Na oposição a Messias, está José Adriano Ribeiro, empresário da construção civil que, junto com outros aliados e com apoio da Associação Comercial, forma a chama da “Frente 55”. Segundo ele, foram investidos R$ 20 mil na campanha pela permanência do fuso atual no Estado. “Como temos a possibilidade de usar o horário eleitoral, criamos os programas na TV para explicar as ideias que nos embasam. Além disso, fizemos adesivos e santinhos explicando como votar”, conta.
Caixa-eletrônico
A ideologia do empresário tem um apelo mais capitalista. “O retorno ao antigo horário nos colocaria novamente fora do eixo econômico brasileiro”, diz ele. Como argumenta, o intervalo de três horas em relação a Brasília (no horário de verão) traz inúmeros prejuízos ao povo local.
“Quando são 22h em Brasília, são 19h aqui. Ou seja, depois desse horário, não podemos sacar mais de R$ 100 reais no caixa eletrônico. Isso atrapalha até quem pretende abastecer o carro na parte da noite, já que o uso de cartões nem sempre é oferecido pelos postos”, diz.
Ribeiro também defende que qualquer negociação comercial ficaria atrapalhada, caso fosse decidido pelo retorno ao fuso antigo. “Quando a pessoa volta do almoço em São Paulo, a gente está saindo para comer aqui. Tudo fica para o dia seguinte.”

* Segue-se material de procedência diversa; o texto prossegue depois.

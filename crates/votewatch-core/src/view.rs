//! Leaderboard view state: snapshot rotation, request generations, and the
//! rows/podium a renderer draws.
//!
//! Every fetch is started with [`Leaderboard::begin_request`], which hands out
//! a [`RequestTicket`] carrying a monotonically increasing sequence number.
//! Completions are fed back through [`Leaderboard::apply`] in whatever order
//! they arrive. A completion older than the last applied one is dropped, so a
//! slow manual refresh can never overwrite a newer scheduled poll.

use std::fmt::Display;

use tracing::debug;

use crate::board::{self, BoardQuery, PODIUM_PLACES, Trend};
use crate::nominee::{Nominee, VoteEnvelope};
use crate::snapshot::SnapshotPair;

/// Sequence tag for one in-flight fetch.
#[derive(Debug, Clone, Copy, PartialEq, Eq, PartialOrd, Ord)]
pub struct RequestTicket {
    seq: u64,
}

impl RequestTicket {
    pub fn seq(self) -> u64 {
        self.seq
    }
}

/// What the renderer should show while requests are outstanding.
#[derive(Debug, Clone, Copy, PartialEq, Eq)]
pub enum LoadState {
    /// Nothing has loaded yet and a fetch is pending: draw skeleton placeholders.
    FirstLoad,
    /// Data is on screen and a refresh is in flight: pulse the live indicator.
    Revalidating,
    Idle,
}

/// Result of feeding one completion into the view.
#[derive(Debug, Clone, Copy, PartialEq, Eq)]
pub enum Applied {
    /// New data with a new signature; snapshots rotated.
    Rotated,
    /// New data with the same signature; snapshots untouched.
    Unchanged,
    /// The fetch failed; previous rows are kept and the error is set.
    Failed,
    /// An older request finished after a newer one was applied; ignored.
    Stale,
}

/// One rendered nominee with its delta against the previous snapshot.
#[derive(Debug, Clone, Copy)]
pub struct BoardRow<'a> {
    pub nominee: &'a Nominee,
    pub before: u64,
    pub delta: i64,
    pub trend: Trend,
    /// Percent clamped to `[0, 100]`.
    pub percent: f64,
}

#[derive(Debug, Default)]
pub struct Leaderboard {
    snapshots: SnapshotPair,
    rows: Vec<Nominee>,
    error: Option<String>,
    next_seq: u64,
    applied_seq: Option<u64>,
    in_flight: usize,
    loaded: bool,
}

impl Leaderboard {
    pub fn new() -> Self {
        Self::default()
    }

    /// Tag a new fetch. Must be called before the request is issued.
    pub fn begin_request(&mut self) -> RequestTicket {
        let ticket = RequestTicket { seq: self.next_seq };
        self.next_seq += 1;
        self.in_flight += 1;
        ticket
    }

    /// Apply a completed fetch.
    pub fn apply<E: Display>(
        &mut self,
        ticket: RequestTicket,
        result: Result<VoteEnvelope, E>,
    ) -> Applied {
        self.in_flight = self.in_flight.saturating_sub(1);

        if let Some(last) = self.applied_seq
            && ticket.seq < last
        {
            debug!(seq = ticket.seq, last, "dropping stale completion");
            return Applied::Stale;
        }
        self.applied_seq = Some(ticket.seq);

        match result {
            Ok(envelope) => {
                let rotated = self.snapshots.observe(&envelope.nominee);
                self.rows = envelope.nominee;
                self.error = None;
                self.loaded = true;
                if rotated {
                    debug!(seq = ticket.seq, rows = self.rows.len(), "snapshots rotated");
                    Applied::Rotated
                } else {
                    Applied::Unchanged
                }
            }
            Err(e) => {
                self.error = Some(e.to_string());
                Applied::Failed
            }
        }
    }

    pub fn load_state(&self) -> LoadState {
        let pending = self.in_flight > 0 || self.applied_seq.is_none();
        if !self.loaded && pending {
            LoadState::FirstLoad
        } else if self.loaded && self.in_flight > 0 {
            LoadState::Revalidating
        } else {
            LoadState::Idle
        }
    }

    pub fn has_data(&self) -> bool {
        self.loaded
    }

    pub fn error(&self) -> Option<&str> {
        self.error.as_deref()
    }

    /// Rows of the last applied payload, in payload order.
    pub fn rows(&self) -> &[Nominee] {
        &self.rows
    }

    pub fn snapshots(&self) -> &SnapshotPair {
        &self.snapshots
    }

    pub fn in_flight(&self) -> usize {
        self.in_flight
    }

    pub fn row<'a>(&self, nominee: &'a Nominee) -> BoardRow<'a> {
        let delta = self.snapshots.delta(nominee);
        BoardRow {
            nominee,
            before: self.snapshots.before_count(nominee),
            delta,
            trend: Trend::from_delta(delta),
            percent: board::clamp_percent(nominee.percent),
        }
    }

    /// Filtered and sorted table rows.
    pub fn table(&self, query: &BoardQuery) -> Vec<BoardRow<'_>> {
        board::select(&self.rows, query)
            .into_iter()
            .map(|n| self.row(n))
            .collect()
    }

    /// Podium places 1–3 from the unfiltered rows.
    pub fn podium(&self) -> [Option<BoardRow<'_>>; PODIUM_PLACES] {
        board::podium(&self.rows).map(|place| place.map(|n| self.row(n)))
    }
}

O partidário do 55 também reclama do impacto do fuso para a avião comercial – “os aviões saem muito tarde de Rio Branco” – e também cita algumas questões menos técnicas para defender o voto em sua chapa. “Muitas vezes, quando vamos assistir partidas de futebol na TV, quando começa a transmissão, o jogo já começou, já que é difícil para as emissoras encaixar os telejornais locais com a grade nacional”, afirma.